Yes and no. While it is true that the specialist system was intended to eliminate the need to level all classes to 50 and allow single class crafters to actually produce end game crafts/compete better, you have to remember what single class crafters were complaining about. IIRC, these were the prevalent complaints:
1) Having to level all classes to obtain cross class skills (particularly the level 50 ones)
2) Being unable to compete with omnicrafters due to higher production costs. Single class crafters would have to buy intermediate materials whereas an omni-crafter could make all of them and completely out-price them in the market
3) Omni-crafters ruthlessly dominating each and every market leaving no niches for single class crafters
So the developers wanted to design a system that could address these concerns. They introduced specialist abilities to take care of the leveling issue, but these were clearly a flop. While technically useable, they're far more difficult to use, less reliable, and more expensive (delineations). From my limited experience with single class 4* simulations (which admittedly probably only scratches the surface of what the system can do), you can pretty consistently build up around 9.5k quality as long as you have the level 15 cross class skills, meaning you'd want a starting quality of 3500-4000 which is quite a bit.

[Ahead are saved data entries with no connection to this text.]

/// Domain security probes (DMARC, SPF, DKIM, mail-server transport)
///
/// Each probe is an independent collaborator that turns DNS/SMTP
/// observations into a fact set. Probes never classify; classification
/// is the evaluator's job.
pub mod dkim;
pub mod dmarc;
pub mod mail_server;
pub mod spf;
pub mod types;

pub use dkim::DkimProbe;
pub use dmarc::DmarcProbe;
pub use mail_server::MailServerProbe;
pub use spf::SpfProbe;
pub use types::{
    AllQualifier, DkimFacts, DkimKeyType, DmarcFacts, DmarcPolicy, KeyLengthClass,
    MailServerFacts, ProbeFindings, SpfFacts,
};
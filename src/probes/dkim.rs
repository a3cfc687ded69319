//! DKIM selector probe
//!
//! DKIM keys are published at `{selector}._domainkey.{domain}`, but the
//! selector names are private to the sender, so the probe walks a
//! configured list of selectors in common use. Selectors that do not
//! resolve are expected; the probe only reports what it finds. A record
//! is recognized by its k= or p= tags (RFC 6376 §3.6.1).

use crate::error::Result;
use crate::probes::types::{DkimFacts, DkimKeyType, KeyLengthClass};
use tracing::{debug, warn};
use trust_dns_resolver::config::*;
use trust_dns_resolver::TokioAsyncResolver;

/// DKIM key-record probe
pub struct DkimProbe {
    resolver: TokioAsyncResolver,
    selectors: Vec<String>,
}

impl DkimProbe {
    /// Create a probe over the given candidate selector list
    pub fn new(selectors: Vec<String>) -> Self {
        let resolver =
            TokioAsyncResolver::tokio(ResolverConfig::default(), ResolverOpts::default());

        Self {
            resolver,
            selectors,
        }
    }

    /// Query every candidate selector and parse the first key record
    /// found; further matching selectors are recorded by name only
    pub async fn probe(&self, domain: &str) -> Result<DkimFacts> {
        let mut facts = DkimFacts::absent();

        for selector in &self.selectors {
            let dkim_domain = format!("{}._domainkey.{}", selector, domain);

            let lookup = match self.resolver.txt_lookup(dkim_domain.clone()).await {
                Ok(lookup) => lookup,
                Err(e) => {
                    // NXDOMAIN/NoAnswer is the normal case for unused selectors
                    debug!("No DKIM record at {}: {}", dkim_domain, e);
                    continue;
                }
            };

            for record in lookup.iter() {
                let txt = record.to_string();
                if !is_dkim_record(&txt) {
                    continue;
                }

                debug!("Found DKIM record at {}", dkim_domain);
                facts.selectors_found.push(selector.clone());

                // Key details come from the first record found
                if !facts.present {
                    facts.present = true;
                    apply_dkim_record(&mut facts, &txt);
                }
                break;
            }
        }

        if !facts.present {
            debug!("No DKIM records found for {} with candidate selectors", domain);
        } else if facts.signature_valid == Some(false) {
            warn!("DKIM key for {} is empty (revoked)", domain);
        }

        Ok(facts)
    }
}

/// A TXT record is treated as a DKIM key record when it carries k= or
/// p= tags
fn is_dkim_record(txt: &str) -> bool {
    txt.split(';')
        .map(str::trim)
        .any(|tag| tag.starts_with("k=") || tag.starts_with("p="))
}

/// Fold the tags of a key record into the fact set
fn apply_dkim_record(facts: &mut DkimFacts, record: &str) {
    for tag in record.split(';') {
        let tag = tag.trim();

        if let Some(value) = tag.strip_prefix("k=") {
            facts.key_type = Some(DkimKeyType::parse(value));
        } else if let Some(public_key) = tag.strip_prefix("p=") {
            if public_key.is_empty() {
                // An empty p= tag revokes the key (RFC 6376 §3.6.1)
                facts.signature_valid = Some(false);
                facts.key_length_class = Some(KeyLengthClass::Unknown);
            } else {
                facts.signature_valid = Some(true);
                facts.key_length_class = Some(KeyLengthClass::estimate(public_key));
            }
        }
    }
}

To address points 2) and 3), they first introduced systems to make things way harder for crafters to omni-craft:
- a massive favor grind intended to either force a crafter to go through a thousand hours of gathering to gear all classes or buy the materials at great expense (very few would be able to buy all of the materials; players that did would be helping the economy via wealth redistribution and then there was also the cost of melds at the time.....)
- alternatively weekly gear lockouts in the form of red scrip gear
These systems were massive failures as well, so mid-expansion they chose to turn things around. Gearing would now be easy while specialist recipe lockouts would take care of points 2) and 3).
The effectiveness of specialist abilities can be fixed, but I don't really see an easy solution for the competition aspect. Even if specializations have abilities that mirror cross class (quick and easy fix that is better than messing around with and balancing 2 different sets of abilities that can be used simultanously), there would still be complaints of omni-crafters dominating every market though more competitve pricing.